All surgical procedures were performed by 1 of 5 attendings in female pelvic medicine and reconstructive surgery with a fellow and/or resident. Apical suspension techniques included intraperitoneal/uterosacral or extraperitoneal/sacrospinous ligament colpopexy. Intraperitoneal/uterosacral ligament colpopexy was completed with the use of 3 delayed-absorbable sutures (0-polydioxanone) on each side, and extraperitoneal/sacrospinous ligament colpopexy was completed with the use of 2 or 3 delayed-absorbable sutures (0-polydioxanone) unilaterally.

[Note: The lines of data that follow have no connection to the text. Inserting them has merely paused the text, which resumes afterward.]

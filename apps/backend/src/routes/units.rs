//! Character, pet and equipment database routes.

use actix_web::{web, HttpResponse, Result};
use serde::Deserialize;

use super::{game_context, parse_id};
use crate::domain::schema_router::EntityKind;
use crate::domain::units::{EquipmentDraft, EquipmentFilter, UnitDraft};
use crate::error::AppError;
use crate::extractors::{CurrentUser, ValidatedJson};
use crate::state::app_state::AppState;

#[derive(Debug, Deserialize)]
struct SearchQuery {
    q: Option<String>,
}

#[derive(Debug, Deserialize)]
struct EquipmentQuery {
    q: Option<String>,
    #[serde(rename = "type")]
    equip_type: Option<String>,
}

async fn list_units(
    kind: EntityKind,
    game_id: &str,
    query: &SearchQuery,
    app_state: &AppState,
) -> Result<HttpResponse, AppError> {
    let ctx = game_context(app_state, game_id).await?;
    let units = app_state
        .units
        .list_units(&ctx, kind, query.q.as_deref())
        .await?;
    Ok(HttpResponse::Ok().json(units))
}

async fn get_unit(
    kind: EntityKind,
    (game_id, unit_id): &(String, String),
    app_state: &AppState,
) -> Result<HttpResponse, AppError> {
    let ctx = game_context(app_state, game_id).await?;
    let unit_id = parse_id(unit_id, kind.as_str())?;
    let unit = app_state.units.get_unit(&ctx, kind, unit_id).await?;
    Ok(HttpResponse::Ok().json(unit))
}

async fn create_unit(
    kind: EntityKind,
    game_id: &str,
    draft: &UnitDraft,
    user: &CurrentUser,
    app_state: &AppState,
) -> Result<HttpResponse, AppError> {
    let ctx = game_context(app_state, game_id).await?;
    let unit = app_state
        .units
        .create_unit(&ctx, kind, draft, user.user_id)
        .await?;
    Ok(HttpResponse::Created().json(unit))
}

async fn update_unit(
    kind: EntityKind,
    (game_id, unit_id): &(String, String),
    draft: &UnitDraft,
    user: &CurrentUser,
    app_state: &AppState,
) -> Result<HttpResponse, AppError> {
    let ctx = game_context(app_state, game_id).await?;
    let unit_id = parse_id(unit_id, kind.as_str())?;
    let unit = app_state
        .units
        .update_unit(&ctx, kind, unit_id, draft, user.user_id)
        .await?;
    Ok(HttpResponse::Ok().json(unit))
}

async fn delete_unit(
    kind: EntityKind,
    (game_id, unit_id): &(String, String),
    user: &CurrentUser,
    app_state: &AppState,
) -> Result<HttpResponse, AppError> {
    let ctx = game_context(app_state, game_id).await?;
    let unit_id = parse_id(unit_id, kind.as_str())?;
    app_state
        .units
        .delete_unit(&ctx, kind, unit_id, user.user_id)
        .await?;
    Ok(HttpResponse::NoContent().finish())
}

/// GET /api/games/{game_id}/characters
async fn list_characters(
    path: web::Path<String>,
    query: web::Query<SearchQuery>,
    app_state: web::Data<AppState>,
) -> Result<HttpResponse, AppError> {
    list_units(EntityKind::Characters, &path, &query, &app_state).await
}

/// POST /api/games/{game_id}/characters (admin)
async fn create_character(
    path: web::Path<String>,
    user: CurrentUser,
    body: ValidatedJson<UnitDraft>,
    app_state: web::Data<AppState>,
) -> Result<HttpResponse, AppError> {
    create_unit(EntityKind::Characters, &path, &body, &user, &app_state).await
}

/// GET /api/games/{game_id}/characters/{unit_id}
async fn get_character(
    path: web::Path<(String, String)>,
    app_state: web::Data<AppState>,
) -> Result<HttpResponse, AppError> {
    get_unit(EntityKind::Characters, &path, &app_state).await
}

/// PUT /api/games/{game_id}/characters/{unit_id} (admin)
async fn update_character(
    path: web::Path<(String, String)>,
    user: CurrentUser,
    body: ValidatedJson<UnitDraft>,
    app_state: web::Data<AppState>,
) -> Result<HttpResponse, AppError> {
    update_unit(EntityKind::Characters, &path, &body, &user, &app_state).await
}

/// DELETE /api/games/{game_id}/characters/{unit_id} (admin)
async fn delete_character(
    path: web::Path<(String, String)>,
    user: CurrentUser,
    app_state: web::Data<AppState>,
) -> Result<HttpResponse, AppError> {
    delete_unit(EntityKind::Characters, &path, &user, &app_state).await
}

/// GET /api/games/{game_id}/pets
async fn list_pets(
    path: web::Path<String>,
    query: web::Query<SearchQuery>,
    app_state: web::Data<AppState>,
) -> Result<HttpResponse, AppError> {
    list_units(EntityKind::Pets, &path, &query, &app_state).await
}

/// POST /api/games/{game_id}/pets (admin)
async fn create_pet(
    path: web::Path<String>,
    user: CurrentUser,
    body: ValidatedJson<UnitDraft>,
    app_state: web::Data<AppState>,
) -> Result<HttpResponse, AppError> {
    create_unit(EntityKind::Pets, &path, &body, &user, &app_state).await
}

/// GET /api/games/{game_id}/pets/{unit_id}
async fn get_pet(
    path: web::Path<(String, String)>,
    app_state: web::Data<AppState>,
) -> Result<HttpResponse, AppError> {
    get_unit(EntityKind::Pets, &path, &app_state).await
}

/// PUT /api/games/{game_id}/pets/{unit_id} (admin)
async fn update_pet(
    path: web::Path<(String, String)>,
    user: CurrentUser,
    body: ValidatedJson<UnitDraft>,
    app_state: web::Data<AppState>,
) -> Result<HttpResponse, AppError> {
    update_unit(EntityKind::Pets, &path, &body, &user, &app_state).await
}

/// DELETE /api/games/{game_id}/pets/{unit_id} (admin)
async fn delete_pet(
    path: web::Path<(String, String)>,
    user: CurrentUser,
    app_state: web::Data<AppState>,
) -> Result<HttpResponse, AppError> {
    delete_unit(EntityKind::Pets, &path, &user, &app_state).await
}

/// GET /api/games/{game_id}/equipment?q=&type=
async fn list_equipment(
    path: web::Path<String>,
    query: web::Query<EquipmentQuery>,
    app_state: web::Data<AppState>,
) -> Result<HttpResponse, AppError> {
    let ctx = game_context(&app_state, &path).await?;
    let EquipmentQuery { q, equip_type } = query.into_inner();
    let filter = EquipmentFilter {
        query: q,
        equip_type,
    };
    let items = app_state.units.list_equipment(&ctx, &filter).await?;
    Ok(HttpResponse::Ok().json(items))
}

/// POST /api/games/{game_id}/equipment (admin)
async fn create_equipment(
    path: web::Path<String>,
    user: CurrentUser,
    body: ValidatedJson<EquipmentDraft>,
    app_state: web::Data<AppState>,
) -> Result<HttpResponse, AppError> {
    let ctx = game_context(&app_state, &path).await?;
    let item = app_state
        .units
        .create_equipment(&ctx, &body, user.user_id)
        .await?;
    Ok(HttpResponse::Created().json(item))
}

/// GET /api/games/{game_id}/equipment/{equipment_id}
async fn get_equipment(
    path: web::Path<(String, String)>,
    app_state: web::Data<AppState>,
) -> Result<HttpResponse, AppError> {
    let (game_id, equipment_id) = path.into_inner();
    let ctx = game_context(&app_state, &game_id).await?;
    let equipment_id = parse_id(&equipment_id, "equipment")?;
    let item = app_state.units.get_equipment(&ctx, equipment_id).await?;
    Ok(HttpResponse::Ok().json(item))
}

/// PUT /api/games/{game_id}/equipment/{equipment_id} (admin)
async fn update_equipment(
    path: web::Path<(String, String)>,
    user: CurrentUser,
    body: ValidatedJson<EquipmentDraft>,
    app_state: web::Data<AppState>,
) -> Result<HttpResponse, AppError> {
    let (game_id, equipment_id) = path.into_inner();
    let ctx = game_context(&app_state, &game_id).await?;
    let equipment_id = parse_id(&equipment_id, "equipment")?;
    let item = app_state
        .units
        .update_equipment(&ctx, equipment_id, &body, user.user_id)
        .await?;
    Ok(HttpResponse::Ok().json(item))
}

/// DELETE /api/games/{game_id}/equipment/{equipment_id} (admin)
async fn delete_equipment(
    path: web::Path<(String, String)>,
    user: CurrentUser,
    app_state: web::Data<AppState>,
) -> Result<HttpResponse, AppError> {
    let (game_id, equipment_id) = path.into_inner();
    let ctx = game_context(&app_state, &game_id).await?;
    let equipment_id = parse_id(&equipment_id, "equipment")?;
    app_state
        .units
        .delete_equipment(&ctx, equipment_id, user.user_id)
        .await?;
    Ok(HttpResponse::NoContent().finish())
}

pub fn configure_routes(cfg: &mut web::ServiceConfig) {
    cfg.service(
        web::resource("/{game_id}/characters")
            .route(web::get().to(list_characters))
            .route(web::post().to(create_character)),
    );
    cfg.service(
        web::resource("/{game_id}/characters/{unit_id}")
            .route(web::get().to(get_character))
            .route(web::put().to(update_character))
            .route(web::delete().to(delete_character)),
    );
    cfg.service(
        web::resource("/{game_id}/pets")
            .route(web::get().to(list_pets))
            .route(web::post().to(create_pet)),
    );
    cfg.service(
        web::resource("/{game_id}/pets/{unit_id}")
            .route(web::get().to(get_pet))
            .route(web::put().to(update_pet))
            .route(web::delete().to(delete_pet)),
    );
    cfg.service(
        web::resource("/{game_id}/equipment")
            .route(web::get().to(list_equipment))
            .route(web::post().to(create_equipment)),
    );
    cfg.service(
        web::resource("/{game_id}/equipment/{equipment_id}")
            .route(web::get().to(get_equipment))
            .route(web::put().to(update_equipment))
            .route(web::delete().to(delete_equipment)),
    );
}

Patients with a uterus underwent either hysterectomy or uterine-preserving hysteropexy. Patients without a uterus underwent colpopexy only, most commonly sacrospinous ligament colpopexy with a suture-capturing device.
The primary outcome was change in sexual function over time, as measured by PISQ-IR score, in patients who were sexually active over the 12-month period. To determine meaningful improvement in sexual function, the MCID was set at 0.31 based on the literature.12 For non–sexually active patients, we compared PISQ-IR questions 4a, 4b, 5a, 5b, 5c, and 6 before and after surgery.

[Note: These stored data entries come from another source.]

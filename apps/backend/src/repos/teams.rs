use async_trait::async_trait;
use uuid::Uuid;

use crate::domain::schema_router::TableName;
use crate::domain::team::{NewTeam, Team};
use crate::errors::domain::DomainError;

#[async_trait]
pub trait TeamRepo: Send + Sync {
    async fn list_teams(&self, table: &TableName, game_id: Uuid) -> Result<Vec<Team>, DomainError>;
    async fn find_team(
        &self,
        table: &TableName,
        team_id: Uuid,
    ) -> Result<Option<Team>, DomainError>;
    /// Single insert; returns the new team id.
    async fn insert_team(&self, table: &TableName, team: &NewTeam) -> Result<Uuid, DomainError>;
    /// Overwrites name, mode, formation and companion. Returns false when
    /// the team no longer exists.
    async fn update_team(
        &self,
        table: &TableName,
        team_id: Uuid,
        team: &NewTeam,
    ) -> Result<bool, DomainError>;
    async fn delete_team(&self, table: &TableName, team_id: Uuid) -> Result<bool, DomainError>;
}
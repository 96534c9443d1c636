//! Error handling for the Talker backend.

pub mod domain;
pub mod error_code;

pub use domain::DomainError;
pub use error_code::ErrorCode;
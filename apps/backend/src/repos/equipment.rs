use async_trait::async_trait;
use uuid::Uuid;

use crate::domain::schema_router::TableName;
use crate::domain::units::{Equipment, NewEquipment};
use crate::errors::domain::DomainError;

#[async_trait]
pub trait EquipmentRepo: Send + Sync {
    /// Equipment of one game ordered by name.
    async fn list_equipment(
        &self,
        table: &TableName,
        game_id: Uuid,
    ) -> Result<Vec<Equipment>, DomainError>;
    async fn find_equipment(
        &self,
        table: &TableName,
        equipment_id: Uuid,
    ) -> Result<Option<Equipment>, DomainError>;
    async fn insert_equipment(
        &self,
        table: &TableName,
        game_id: Uuid,
        equipment: &NewEquipment,
    ) -> Result<Uuid, DomainError>;
    async fn update_equipment(
        &self,
        table: &TableName,
        equipment_id: Uuid,
        equipment: &NewEquipment,
    ) -> Result<bool, DomainError>;
    async fn delete_equipment(
        &self,
        table: &TableName,
        equipment_id: Uuid,
    ) -> Result<bool, DomainError>;
}
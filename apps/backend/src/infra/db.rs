use migration::{migrate, MigrationCommand};
use sea_orm::{ConnectOptions, Database, DatabaseConnection};
use tracing::info;

use crate::config::db::{db_url, DbOwner, DbProfile};
use crate::error::AppError;

/// Connect for the given profile and owner. Does NOT run migrations.
pub async fn connect_db(
    profile: DbProfile,
    owner: DbOwner,
) -> Result<DatabaseConnection, AppError> {
    let database_url = db_url(profile, owner)?;

    let mut opts = ConnectOptions::new(database_url);
    opts.sqlx_logging(false);

    let conn = Database::connect(opts).await?;
    Ok(conn)
}

/// Apply pending migrations with owner credentials, then connect as the app.
pub async fn bootstrap_db(profile: DbProfile) -> Result<DatabaseConnection, AppError> {
    let owner_conn = connect_db(profile, DbOwner::Owner).await?;
    migrate(&owner_conn, MigrationCommand::Up).await?;
    info!(?profile, "migrations applied");
    drop(owner_conn);

    connect_db(profile, DbOwner::App).await
}
use async_trait::async_trait;
use uuid::Uuid;

use crate::domain::discussion::{Comment, NewComment, NewPost, Post, Thread};
use crate::errors::domain::DomainError;

#[async_trait]
pub trait PostRepo: Send + Sync {
    /// Posts of one game, newest first.
    async fn list_posts(&self, game_id: Uuid) -> Result<Vec<Post>, DomainError>;
    async fn find_post(&self, post_id: Uuid) -> Result<Option<Post>, DomainError>;
    async fn insert_post(&self, post: &NewPost) -> Result<Post, DomainError>;
    async fn delete_post(&self, post_id: Uuid) -> Result<bool, DomainError>;
}

/// Comments on posts and on saved teams live in one store keyed by thread.
#[async_trait]
pub trait CommentRepo: Send + Sync {
    /// Comments of one thread, oldest first.
    async fn list_comments(&self, thread: Thread) -> Result<Vec<Comment>, DomainError>;
    async fn find_comment(&self, comment_id: Uuid) -> Result<Option<Comment>, DomainError>;
    async fn insert_comment(&self, comment: &NewComment) -> Result<Comment, DomainError>;
    async fn delete_comment(&self, comment_id: Uuid) -> Result<bool, DomainError>;
    /// Removes every comment of a thread; returns how many went.
    async fn delete_thread(&self, thread: Thread) -> Result<u64, DomainError>;
}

For patients who were not sexually active, dyspareunia was defined as strongly or somewhat agreeing to PISQ-IR question 2e: that pain was the reason for avoiding sexual activity. For patients who were sexually active, it was defined as answering sometimes, usually, or always to PISQ-IR question 11: “How often do you feel pain during sexual intercourse?” De novo dyspareunia was defined as an absence of dyspareunia when the questionnaires were completed preoperatively, with development of new dyspareunia symptoms per the aforementioned criteria.
To examine the impact of hysterectomy and uterine preservation on sexual function, the following groups were compared: (1) hysterectomy vs no hysterectomy (posthysterectomy colpopexy and hysteropexy) and (2) hysterectomy vs hysteropexy.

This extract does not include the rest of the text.